▶ **WORK INSTRUCTION**: Copy out exactly the lines from the line containing "pub struct QueueError" to the end of the listing.

+ + +

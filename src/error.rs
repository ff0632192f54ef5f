use std::{error::Error, fmt, path::Path};

use backtrace::Backtrace;
use log::error;

/// Failure categories surfaced by queue and heap operations.
#[derive(Debug, Clone, Copy, PartialEq, Eq)]
pub enum ErrorKind {
    /// Priority 0 is the reserved empty-slot sentinel.
    PriorityZero,
    /// The heap reached its configured node capacity.
    Full,
    /// No item is available.
    Empty,
    /// On-disk state contradicts itself.
    Corrupt,
    /// Underlying filesystem failure; the details name path and operation.
    Io,
    /// Invalid argument or configuration.
    Invalid,
}

pub struct QueueError {
    kind: ErrorKind,
    details: String,
    backtrace: Backtrace,
}

impl QueueError {
    pub fn new(kind: ErrorKind, msg: &str) -> QueueError {
        QueueError {
            kind,
            details: msg.to_string(),
            backtrace: Backtrace::new(),
        }
    }

    pub fn empty(msg: &str) -> QueueError {
        QueueError::new(ErrorKind::Empty, msg)
    }

    pub fn invalid(msg: &str) -> QueueError {
        QueueError::new(ErrorKind::Invalid, msg)
    }

    pub fn io(op: &str, path: &Path, cause: std::io::Error) -> QueueError {
        QueueError::new(
            ErrorKind::Io,
            &format!("{} {}: {}", op, path.display(), cause),
        )
    }

    pub fn kind(&self) -> ErrorKind {
        self.kind
    }

    pub fn show_backtrace(&self) {
        error!("{}\n{:?}", self.details, self.backtrace);
    }
}

impl fmt::Display for QueueError {
    fn fmt(&self, f: &mut fmt::Formatter) -> fmt::Result {
        write!(f, "{}", self.details)
    }
}

impl fmt::Debug for QueueError {
    fn fmt(&self, f: &mut fmt::Formatter) -> fmt::Result {
        write!(f, "{:?}: {}", self.kind, self.details)
    }
}

impl Error for QueueError {
    fn description(&self) -> &str {
        &self.details
    }
}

+ + +

▶ **SOLUTION TO THIS PROBLEM**:
pub struct QueueError {
    kind: ErrorKind,
    details: String,
    backtrace: Backtrace,
}

impl QueueError {
    pub fn new(kind: ErrorKind, msg: &str) -> QueueError {
        QueueError {
            kind,
            details: msg.to_string(),
            backtrace: Backtrace::new(),
        }
    }

    pub fn empty(msg: &str) -> QueueError {
        QueueError::new(ErrorKind::Empty, msg)
    }

    pub fn invalid(msg: &str) -> QueueError {
        QueueError::new(ErrorKind::Invalid, msg)
    }

    pub fn io(op: &str, path: &Path, cause: std::io::Error) -> QueueError {
        QueueError::new(
            ErrorKind::Io,
            &format!("{} {}: {}", op, path.display(), cause),
        )
    }

    pub fn kind(&self) -> ErrorKind {
        self.kind
    }

    pub fn show_backtrace(&self) {
        error!("{}\n{:?}", self.details, self.backtrace);
    }
}

impl fmt::Display for QueueError {
    fn fmt(&self, f: &mut fmt::Formatter) -> fmt::Result {
        write!(f, "{}", self.details)
    }
}

impl fmt::Debug for QueueError {
    fn fmt(&self, f: &mut fmt::Formatter) -> fmt::Result {
        write!(f, "{:?}: {}", self.kind, self.details)
    }
}

impl Error for QueueError {
    fn description(&self) -> &str {
        &self.details
    }
}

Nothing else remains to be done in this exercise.